The detail given by Botting, by Whiting and, more soberly, by Holmes can help us get the bombing of Hiroshima into proportion. It was one example among many of large-scale atrocity, the long-term danger of radiation was not foreseen, and the short-term result was good. It was better for the human race in general, and even for the Japanese themselves, that the latter were brought to swift surrender. Lord Louis Mountbatten, neither an inhumane nor an unimaginative man, judged the ethical issue nicely:

I am responsible for trying to kill as many Japanese as I can with the minimum of loss on our side. War is crazy. It is a crazy thing that we are fighting at all. But it would be even more crazy if we were to have more casualties on our side to save the Japanese.

This is quoted in Robert Kee’s 1945 – The World We Fought For. Kee’s method is to construct an account of the year from contemporary newspapers and journals. Its vice is that it can look rather lazily tacked together. Its virtue is that it helps us to see events as the average well-informed civilian or inactive serviceperson could perceive them at the time. Many things were hidden from such people. Times readers on 14 February learnt of ‘Smashing Blows at Dresden’: they would not hear of the grave misgivings about the attack expressed by Churchill himself to Portal of Bomber Command in a memo written a few weeks later. But Kee’s book reminds us of the rhetoric through which events and issues were publicly presented.

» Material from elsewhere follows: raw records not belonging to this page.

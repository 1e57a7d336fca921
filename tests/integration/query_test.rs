//! Query result tests against the fixture database.
//!
//! Covers ordering, casting, derived columns, filtering, limits and value
//! typing as produced by the engine.

use pretty_assertions::assert_eq;
use query_batch::batch::Batch;
use query_batch::db::{self, ResultTable, Value};
use query_batch::error::BatchError;
use query_batch::query::{OnError, QueryDescriptor, QueryOutcome};

use super::common::{column_strings, create_fixture, query_table, run_batch};

#[tokio::test]
async fn test_text_column_orders_lexicographically_without_cast() {
    let fixture = create_fixture().await;

    let table = query_table(&fixture, "SELECT qty FROM stock_levels ORDER BY qty").await;

    assert_eq!(column_strings(&table, "qty"), vec!["10", "2", "9"]);
}

#[tokio::test]
async fn test_cast_orders_text_column_numerically() {
    let fixture = create_fixture().await;

    let table = query_table(
        &fixture,
        "SELECT qty FROM stock_levels ORDER BY CAST(qty AS INTEGER)",
    )
    .await;

    // The cast affects ordering only; values keep their text type.
    assert_eq!(column_strings(&table, "qty"), vec!["2", "9", "10"]);
    assert_eq!(table.get(0, "qty"), Some(&Value::from("2")));
}

#[tokio::test]
async fn test_multi_column_order_tie_break() {
    let fixture = create_fixture().await;

    let a_then_b = query_table(&fixture, "SELECT a, b FROM pairs ORDER BY a, b").await;
    let b_then_a = query_table(&fixture, "SELECT a, b FROM pairs ORDER BY b, a").await;

    assert_eq!(
        a_then_b.rows,
        vec![
            vec![Value::from("x"), Value::from("1")],
            vec![Value::from("x"), Value::from("2")],
            vec![Value::from("y"), Value::from("1")],
        ]
    );
    assert_eq!(
        b_then_a.rows,
        vec![
            vec![Value::from("x"), Value::from("1")],
            vec![Value::from("y"), Value::from("1")],
            vec![Value::from("x"), Value::from("2")],
        ]
    );
}

#[tokio::test]
async fn test_limit_returns_first_rows_of_ordering() {
    let fixture = create_fixture().await;

    let all = query_table(&fixture, "SELECT orderNumber FROM orders ORDER BY orderDate DESC").await;
    let limited = query_table(
        &fixture,
        "SELECT orderNumber FROM orders ORDER BY orderDate DESC LIMIT 3",
    )
    .await;

    assert_eq!(all.row_count(), 7);
    assert_eq!(limited.row_count(), 3);
    assert_eq!(limited.rows[..], all.rows[..3]);
}

#[tokio::test]
async fn test_same_query_twice_is_identical() {
    let fixture = create_fixture().await;
    let sql = "SELECT productVendor, productName, MSRP FROM products ORDER BY productVendor, productName";
    let queries = vec![
        QueryDescriptor::new("first", sql),
        QueryDescriptor::new("second", sql),
    ];

    let (outcomes, result) = run_batch(&fixture, &queries, OnError::Abort).await;
    result.unwrap();

    let first = outcomes[0].table().unwrap();
    let second = outcomes[1].table().unwrap();
    assert_eq!(first.columns, second.columns);
    assert_eq!(first.rows, second.rows);
    assert_eq!(first.row_count(), 5);
}

#[tokio::test]
async fn test_values_keep_storage_types() {
    let fixture = create_fixture().await;

    let table = query_table(
        &fixture,
        "SELECT orderNumber, comments, quantityInStock, MSRP \
         FROM orders, products \
         WHERE orderNumber = 10103 AND productCode = 'S10_1678'",
    )
    .await;

    assert_eq!(
        table.rows,
        vec![vec![
            Value::Int(10103),
            Value::Null,
            Value::from("2"),
            Value::Float(95.70),
        ]]
    );
    assert_eq!(table.columns[0].data_type, "INTEGER");
}

#[tokio::test]
async fn test_derived_columns() {
    let fixture = create_fixture().await;

    let table = query_table(
        &fixture,
        "SELECT orderNumber, julianday(shippedDate) - julianday(orderDate) AS days_to_fulfill \
         FROM orders WHERE shippedDate != '' ORDER BY days_to_fulfill DESC LIMIT 1",
    )
    .await;

    assert_eq!(table.column_names(), vec!["orderNumber", "days_to_fulfill"]);
    assert_eq!(table.rows, vec![vec![Value::Int(10104), Value::Float(29.0)]]);
}

#[tokio::test]
async fn test_filter_with_set_membership() {
    let fixture = create_fixture().await;

    let table = query_table(
        &fixture,
        "SELECT orderNumber FROM orders WHERE status IN ('Cancelled', 'Resolved') \
         ORDER BY length(comments) DESC LIMIT 10",
    )
    .await;

    assert_eq!(column_strings(&table, "orderNumber"), vec!["10102", "10101", "10105"]);
}

#[tokio::test]
async fn test_filter_with_negation() {
    let fixture = create_fixture().await;

    let table = query_table(
        &fixture,
        "SELECT orderNumber FROM orders WHERE shippedDate = '' AND status != 'Cancelled' \
         ORDER BY orderDate DESC LIMIT 10",
    )
    .await;

    assert_eq!(column_strings(&table, "orderNumber"), vec!["10106", "10103"]);
}

#[tokio::test]
async fn test_empty_result_keeps_columns() {
    let fixture = create_fixture().await;

    let table = query_table(&fixture, "SELECT orderNumber, status FROM orders WHERE 1 = 0").await;

    assert!(table.is_empty());
    assert_eq!(table.column_names(), vec!["orderNumber", "status"]);
}

#[tokio::test]
async fn test_missing_table_reports_engine_message() {
    let fixture = create_fixture().await;
    let queries = vec![QueryDescriptor::new("typo", "SELECT * FROM product")];

    let (_, result) = run_batch(&fixture, &queries, OnError::Abort).await;

    match result {
        Err(BatchError::Query(e)) => {
            assert_eq!(e.label, "typo");
            assert!(e.message.contains("no such table"), "{}", e.message);
        }
        other => panic!("Expected query error, got {:?}", other),
    }
}

fn find_table<'a>(outcomes: &'a [QueryOutcome], label: &str) -> &'a ResultTable {
    outcomes
        .iter()
        .find(|o| o.label == label)
        .and_then(|o| o.table())
        .unwrap()
}

#[tokio::test]
async fn test_builtin_batch_runs_against_fixture() {
    let fixture = create_fixture().await;
    let batch = Batch::builtin();

    let (outcomes, result) = run_batch(&fixture, batch.queries(), OnError::Abort).await;
    let summary = result.unwrap();

    assert_eq!(summary.succeeded.len(), 18);
    let table = |label: &str| find_table(&outcomes, label);

    assert_eq!(
        column_strings(table("sort_in_stock"), "quantityInStock"),
        vec!["10", "2", "3619", "68", "9"]
    );
    assert_eq!(
        column_strings(table("sort_in_stock_int"), "quantityInStock"),
        vec!["2", "9", "10", "68", "3619"]
    );
    assert_eq!(
        table("unique_values").rows,
        vec![vec![Value::Int(5), Value::Int(5)]]
    );
    assert_eq!(table("limit_order_5").row_count(), 5);
    assert_eq!(
        table("longest_to_fulfill").get(0, "days_to_fulfill"),
        Some(&Value::Float(29.0))
    );
    assert_eq!(
        column_strings(table("longest_comments"), "orderNumber"),
        vec!["10102", "10101", "10105", "10100", "10106", "10104", "10103"]
    );
}

#[tokio::test]
async fn test_open_missing_database_fails_before_any_query() {
    let dir = tempfile::tempdir().unwrap();

    let result = db::open(&dir.path().join("data.sqlite")).await;

    assert!(matches!(result, Err(BatchError::Connection(_))));
}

On 2 May, Count Schwerin von Krosigk, Foreign Minister in the near-phantom government of the Reich headed by Admiral Doenitz after Hitler’s suicide, spoke over the radio of a Soviet ‘iron curtain’ in the East moving steadily forward. By 16 August, Churchill was using the same phrase in the House of Commons. Referring to the expulsion of Germans from Poland, he said: ‘It is not impossible that tragedy on a prodigious scale is unfolding itself behind the iron curtain.’ He had just lost the general election, in which he had claimed that his Labour opponents had desired a ‘totalitarian’ state. That adjective, conflating Communism with Nazism and both with democratic socialism, remains a useful smear word even now. The rhetoric of Cold War, and the use of the Cold War in domestic British politics, were all too clearly foreshadowed.

Not all propagandising had such staying power, however. The Daily Mirror, while warmly supporting Labour, had criticised the party’s declaration of policy for saying nothing about the Empire ‘and the part it alone can play in sustaining Great Britain as a Great Power in the world of tomorrow’. The Mirror in this case was out of tune with its readership. The manifest difficulty which the British public found in sustaining interest in the war with Japan after VE Day surely betokened its general lack of concern about overseas possessions; the war in the East had been an ‘imperialist’ one.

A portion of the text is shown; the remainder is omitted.